> _WHAT THE TASK ASKS_
Nothing below is to be printed except the lines between the line holding "production middleware stack." and the line holding "Some(json) => builder", inclusive, each exactly as it appears.

[Opening WORKING DATA section]

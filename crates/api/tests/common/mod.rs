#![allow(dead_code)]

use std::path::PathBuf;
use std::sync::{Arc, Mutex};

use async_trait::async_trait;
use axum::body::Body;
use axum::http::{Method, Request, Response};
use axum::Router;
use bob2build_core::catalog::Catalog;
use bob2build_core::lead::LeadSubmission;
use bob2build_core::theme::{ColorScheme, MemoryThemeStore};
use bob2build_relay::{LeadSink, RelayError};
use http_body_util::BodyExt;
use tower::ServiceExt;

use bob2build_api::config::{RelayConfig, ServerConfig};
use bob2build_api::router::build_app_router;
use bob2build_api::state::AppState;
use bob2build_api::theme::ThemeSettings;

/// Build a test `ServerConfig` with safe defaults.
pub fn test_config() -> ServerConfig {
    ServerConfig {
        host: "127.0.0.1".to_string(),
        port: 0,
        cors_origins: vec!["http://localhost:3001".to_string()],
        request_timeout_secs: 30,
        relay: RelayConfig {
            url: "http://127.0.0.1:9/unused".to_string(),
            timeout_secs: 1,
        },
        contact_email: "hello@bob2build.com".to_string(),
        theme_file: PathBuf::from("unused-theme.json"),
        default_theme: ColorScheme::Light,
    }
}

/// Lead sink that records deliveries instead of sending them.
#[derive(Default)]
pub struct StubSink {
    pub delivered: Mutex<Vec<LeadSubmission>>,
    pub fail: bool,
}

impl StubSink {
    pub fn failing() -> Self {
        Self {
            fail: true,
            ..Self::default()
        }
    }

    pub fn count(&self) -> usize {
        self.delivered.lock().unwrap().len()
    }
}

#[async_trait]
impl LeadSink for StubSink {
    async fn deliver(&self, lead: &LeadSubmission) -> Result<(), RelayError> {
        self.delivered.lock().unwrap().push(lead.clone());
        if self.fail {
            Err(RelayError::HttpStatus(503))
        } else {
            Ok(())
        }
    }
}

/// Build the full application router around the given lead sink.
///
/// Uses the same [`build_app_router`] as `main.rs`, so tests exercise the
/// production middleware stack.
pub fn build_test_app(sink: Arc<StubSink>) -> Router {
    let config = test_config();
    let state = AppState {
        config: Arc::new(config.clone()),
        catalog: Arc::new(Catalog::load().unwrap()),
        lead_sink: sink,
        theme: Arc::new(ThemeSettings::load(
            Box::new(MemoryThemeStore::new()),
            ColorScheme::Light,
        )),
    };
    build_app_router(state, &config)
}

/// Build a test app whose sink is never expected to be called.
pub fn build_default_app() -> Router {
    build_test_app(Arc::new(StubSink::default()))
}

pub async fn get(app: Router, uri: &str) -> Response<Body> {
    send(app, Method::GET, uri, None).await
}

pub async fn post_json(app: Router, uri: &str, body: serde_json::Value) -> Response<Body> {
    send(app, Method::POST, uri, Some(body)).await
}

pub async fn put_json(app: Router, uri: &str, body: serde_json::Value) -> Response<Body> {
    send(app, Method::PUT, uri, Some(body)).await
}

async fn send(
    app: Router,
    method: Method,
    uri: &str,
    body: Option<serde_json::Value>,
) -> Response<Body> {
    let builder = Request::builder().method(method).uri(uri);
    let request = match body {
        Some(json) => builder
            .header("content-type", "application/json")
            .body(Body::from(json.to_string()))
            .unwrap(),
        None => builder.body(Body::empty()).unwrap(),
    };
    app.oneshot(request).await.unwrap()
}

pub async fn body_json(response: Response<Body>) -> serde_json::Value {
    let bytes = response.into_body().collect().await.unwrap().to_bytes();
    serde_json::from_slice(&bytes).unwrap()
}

[Closing WORKING DATA section]
[Opening WORKING DATA section]

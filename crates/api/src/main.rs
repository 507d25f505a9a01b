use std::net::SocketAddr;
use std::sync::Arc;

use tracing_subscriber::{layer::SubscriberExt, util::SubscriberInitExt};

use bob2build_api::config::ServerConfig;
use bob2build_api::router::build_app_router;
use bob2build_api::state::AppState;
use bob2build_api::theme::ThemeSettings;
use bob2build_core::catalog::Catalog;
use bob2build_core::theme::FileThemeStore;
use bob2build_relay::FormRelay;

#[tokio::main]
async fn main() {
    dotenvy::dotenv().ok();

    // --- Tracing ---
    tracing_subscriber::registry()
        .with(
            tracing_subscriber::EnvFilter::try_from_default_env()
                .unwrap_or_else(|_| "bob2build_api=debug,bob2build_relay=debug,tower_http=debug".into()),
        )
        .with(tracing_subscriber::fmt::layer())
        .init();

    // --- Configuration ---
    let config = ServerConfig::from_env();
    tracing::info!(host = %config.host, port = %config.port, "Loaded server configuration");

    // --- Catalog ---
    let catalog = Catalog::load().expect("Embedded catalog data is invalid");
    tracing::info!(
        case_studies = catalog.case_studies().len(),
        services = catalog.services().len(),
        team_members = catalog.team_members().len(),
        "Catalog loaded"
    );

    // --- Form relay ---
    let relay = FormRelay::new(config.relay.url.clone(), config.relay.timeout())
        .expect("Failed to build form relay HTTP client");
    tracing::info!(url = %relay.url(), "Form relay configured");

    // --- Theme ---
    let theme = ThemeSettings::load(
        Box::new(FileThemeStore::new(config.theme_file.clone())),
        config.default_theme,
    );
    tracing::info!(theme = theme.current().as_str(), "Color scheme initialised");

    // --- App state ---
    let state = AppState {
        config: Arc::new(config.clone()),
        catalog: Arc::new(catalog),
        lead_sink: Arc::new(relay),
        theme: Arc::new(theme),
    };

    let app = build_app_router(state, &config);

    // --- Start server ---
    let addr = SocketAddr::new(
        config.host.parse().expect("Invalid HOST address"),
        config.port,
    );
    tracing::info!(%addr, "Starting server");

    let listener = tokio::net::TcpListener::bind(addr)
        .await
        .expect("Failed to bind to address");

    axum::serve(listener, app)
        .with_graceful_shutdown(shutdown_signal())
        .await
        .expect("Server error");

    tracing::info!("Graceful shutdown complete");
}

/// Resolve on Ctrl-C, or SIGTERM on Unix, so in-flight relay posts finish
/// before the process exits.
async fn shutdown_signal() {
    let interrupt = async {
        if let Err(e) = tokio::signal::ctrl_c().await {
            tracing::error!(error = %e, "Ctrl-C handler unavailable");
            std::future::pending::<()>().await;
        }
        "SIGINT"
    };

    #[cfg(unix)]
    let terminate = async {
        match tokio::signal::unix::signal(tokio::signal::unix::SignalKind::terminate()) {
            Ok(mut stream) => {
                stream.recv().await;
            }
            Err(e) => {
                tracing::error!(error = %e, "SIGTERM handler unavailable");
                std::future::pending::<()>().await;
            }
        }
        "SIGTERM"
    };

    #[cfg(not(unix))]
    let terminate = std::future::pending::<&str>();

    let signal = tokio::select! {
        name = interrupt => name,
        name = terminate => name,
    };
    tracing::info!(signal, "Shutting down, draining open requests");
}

[Closing WORKING DATA section]

> _WRITTEN RESPONSE_
/// production middleware stack.
pub fn build_test_app(sink: Arc<StubSink>) -> Router {
    let config = test_config();
    let state = AppState {
        config: Arc::new(config.clone()),
        catalog: Arc::new(Catalog::load().unwrap()),
        lead_sink: sink,
        theme: Arc::new(ThemeSettings::load(
            Box::new(MemoryThemeStore::new()),
            ColorScheme::Light,
        )),
    };
    build_app_router(state, &config)
}

/// Build a test app whose sink is never expected to be called.
pub fn build_default_app() -> Router {
    build_test_app(Arc::new(StubSink::default()))
}

pub async fn get(app: Router, uri: &str) -> Response<Body> {
    send(app, Method::GET, uri, None).await
}

pub async fn post_json(app: Router, uri: &str, body: serde_json::Value) -> Response<Body> {
    send(app, Method::POST, uri, Some(body)).await
}

pub async fn put_json(app: Router, uri: &str, body: serde_json::Value) -> Response<Body> {
    send(app, Method::PUT, uri, Some(body)).await
}

async fn send(
    app: Router,
    method: Method,
    uri: &str,
    body: Option<serde_json::Value>,
) -> Response<Body> {
    let builder = Request::builder().method(method).uri(uri);
    let request = match body {
        Some(json) => builder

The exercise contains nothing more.